Malavika Anderson, Coordinator of the India Unboxed exhibitions, said: “The idea behind India Unboxed is to mark the 70th anniversary of Indian independence and the UK/India Year of Culture by highlighting some of these collections – to literally and metaphorically ‘unbox’ them – to talk about the relevance of these collections today to India, to Cambridge, the UK and the world at large.  

“Very complex, difficult and yet fascinating histories surround some of these objects and we hope to showcase these stories and provide platforms to discuss them. Through a programme of exhibitions, events, films and installations, we explore themes of identity and connectivity for audiences in both the UK and India.  

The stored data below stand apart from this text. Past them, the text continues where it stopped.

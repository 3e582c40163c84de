//! Wire sample model
//!
//! The phone sends one JSON object per sample over the transport. Two
//! shapes exist, selected by the `"mode"` field:
//!
//! - `"raw"` — gyroscope (rad/s) + accelerometer (m/s²) + the reported
//!   inter-sample interval (s), to be fused by the Madgwick filter.
//! - `"fused"` — the device's own fused roll/pitch/yaw (degrees), which
//!   bypasses the filter.
//!
//! Parsing is deliberately lenient, matching live sensor ingestion: any
//! missing numeric field defaults to 0.0 (interval to 0.02), and a missing
//! mode means fused. Only structurally invalid JSON or an unrecognized
//! mode is rejected.

use serde::Deserialize;

/// Nominal DeviceMotion interval when the phone does not report one.
const DEFAULT_INTERVAL_S: f64 = 0.02;

/// One orientation sample as received from the phone.
///
/// The mode may switch between consecutive samples within a session.
#[derive(Debug, Clone, Copy, PartialEq)]
pub enum OrientationSample {
    /// Raw IMU reading, routed through the orientation filter.
    RawImu {
        /// Gyroscope angular rate (rad/s)
        gx: f64,
        gy: f64,
        gz: f64,
        /// Accelerometer specific force (m/s²)
        ax: f64,
        ay: f64,
        az: f64,
        /// Reported inter-sample interval (s)
        interval: f64,
    },
    /// Device-fused orientation (degrees), routed straight to the session.
    FusedOrientation { roll: f64, pitch: f64, yaw: f64 },
}

/// Sample rejection reasons.
#[derive(Debug, Clone, PartialEq)]
pub enum SampleError {
    /// The payload was not valid JSON.
    InvalidJson(String),
    /// The `"mode"` field named neither `"raw"` nor `"fused"`.
    UnknownMode(String),
}

/// Raw wire shape with lenient field defaults.
#[derive(Deserialize)]
struct WireSample {
    #[serde(default = "default_mode")]
    mode: String,
    #[serde(default)]
    roll: f64,
    #[serde(default)]
    pitch: f64,
    #[serde(default)]
    yaw: f64,
    #[serde(default)]
    gx: f64,
    #[serde(default)]
    gy: f64,
    #[serde(default)]
    gz: f64,
    #[serde(default)]
    ax: f64,
    #[serde(default)]
    ay: f64,
    #[serde(default)]
    az: f64,
    #[serde(default = "default_interval")]
    interval: f64,
}

fn default_mode() -> String {
    "fused".to_string()
}

fn default_interval() -> f64 {
    DEFAULT_INTERVAL_S
}

impl OrientationSample {
    /// Parse one JSON sample from the transport.
    pub fn from_json(text: &str) -> Result<Self, SampleError> {
        let wire: WireSample =
            serde_json::from_str(text).map_err(|e| SampleError::InvalidJson(e.to_string()))?;

        match wire.mode.as_str() {
            "raw" => Ok(Self::RawImu {
                gx: wire.gx,
                gy: wire.gy,
                gz: wire.gz,
                ax: wire.ax,
                ay: wire.ay,
                az: wire.az,
                interval: wire.interval,
            }),
            "fused" => Ok(Self::FusedOrientation {
                roll: wire.roll,
                pitch: wire.pitch,
                yaw: wire.yaw,
            }),
            other => Err(SampleError::UnknownMode(other.to_string())),
        }
    }
}

#[cfg(test)]
mod tests {
    use super::*;

    #[test]
    fn test_parse_raw_sample() {
        let s = OrientationSample::from_json(
            r#"{"mode":"raw","gx":0.1,"gy":-0.2,"gz":0.3,"ax":0.5,"ay":-0.5,"az":-9.8,"interval":0.01}"#,
        )
        .unwrap();

        assert_eq!(
            s,
            OrientationSample::RawImu {
                gx: 0.1,
                gy: -0.2,
                gz: 0.3,
                ax: 0.5,
                ay: -0.5,
                az: -9.8,
                interval: 0.01,
            }
        );
    }

    #[test]
    fn test_parse_fused_sample() {
        let s = OrientationSample::from_json(r#"{"mode":"fused","roll":12.5,"pitch":-3.0,"yaw":180.0}"#)
            .unwrap();

        assert_eq!(
            s,
            OrientationSample::FusedOrientation {
                roll: 12.5,
                pitch: -3.0,
                yaw: 180.0,
            }
        );
    }

    #[test]
    fn test_missing_fields_default_to_zero() {
        let s = OrientationSample::from_json(r#"{"mode":"raw","gx":0.4}"#).unwrap();

        assert_eq!(
            s,
            OrientationSample::RawImu {
                gx: 0.4,
                gy: 0.0,
                gz: 0.0,
                ax: 0.0,
                ay: 0.0,
                az: 0.0,
                interval: DEFAULT_INTERVAL_S,
            }
        );
    }

    #[test]
    fn test_missing_mode_means_fused() {
        let s = OrientationSample::from_json(r#"{"roll":1.0,"pitch":2.0,"yaw":3.0}"#).unwrap();

        assert_eq!(
            s,
            OrientationSample::FusedOrientation {
                roll: 1.0,
                pitch: 2.0,
                yaw: 3.0,
            }
        );
    }

    #[test]
    fn test_invalid_json_rejected() {
        let err = OrientationSample::from_json("not json").unwrap_err();
        assert!(matches!(err, SampleError::InvalidJson(_)));
    }

    #[test]
    fn test_unknown_mode_rejected() {
        let err = OrientationSample::from_json(r#"{"mode":"magnetometer"}"#).unwrap_err();
        assert_eq!(err, SampleError::UnknownMode("magnetometer".to_string()));
    }
}
//! Calibrated head-orientation estimation from streamed phone IMU data.
//!
//! A phone strapped to an operator's head streams motion samples as JSON:
//! either raw gyroscope/accelerometer readings or the device's own fused
//! roll/pitch/yaw. This crate turns that stream into a zero-referenced,
//! range-limited orientation signal suitable for driving a robot head:
//!
//! - [`MadgwickFilter`] fuses raw IMU samples into an attitude quaternion
//!   using the gradient-descent AHRS algorithm.
//! - [`AngleSession`] zeroes the orientation against the first sample of a
//!   connection and confines each axis to ±90°, unwrapping smoothly at the
//!   range boundaries instead of clamping flat.
//! - [`OrientationTracker`] combines both behind a per-connection facade
//!   with JSON in and JSON out.
//!
//! Transport is deliberately out of scope: the embedding server owns the
//! socket and hands each message to the tracker.
//!
//! ```
//! use head_orientation::OrientationTracker;
//!
//! let mut tracker = OrientationTracker::default();
//! tracker.connect();
//!
//! // First sample calibrates the zero orientation
//! let zero = tracker
//!     .ingest_json(r#"{"mode":"fused","roll":20.0,"pitch":-5.0,"yaw":140.0}"#)
//!     .unwrap();
//! assert!(zero.roll.abs() < 1e-9);
//!
//! // Later samples are reported relative to it
//! let out = tracker
//!     .ingest_json(r#"{"mode":"fused","roll":30.0,"pitch":-5.0,"yaw":140.0}"#)
//!     .unwrap();
//! assert!((out.roll - 10.0).abs() < 1e-9);
//! ```

pub mod config;
pub mod madgwick;
pub mod sample;
pub mod session;
pub mod tracker;
pub mod types;

pub use config::{FilterConfig, SessionConfig, TrackerConfig};
pub use madgwick::MadgwickFilter;
pub use sample::{OrientationSample, SampleError};
pub use session::AngleSession;
pub use tracker::OrientationTracker;
pub use types::{EulerAngles, Quaternion};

“Bringing the historical into conversation with the contemporary is key to this process and by inviting artists, academics and communities to interpret and participate in these narratives, we hope to do just that!”

The Festival sponsors and partners are St John’s College, Anglia Ruskin University, RAND Europe, University of Cambridge Museums and Botanic Garden, Arts Council England, Cambridge Junction, The Nine Dots Prize, Cambridge Film Festival, Cambridge University Press and The Conversation. The Festival media partner is BBC Radio Cambridgeshire.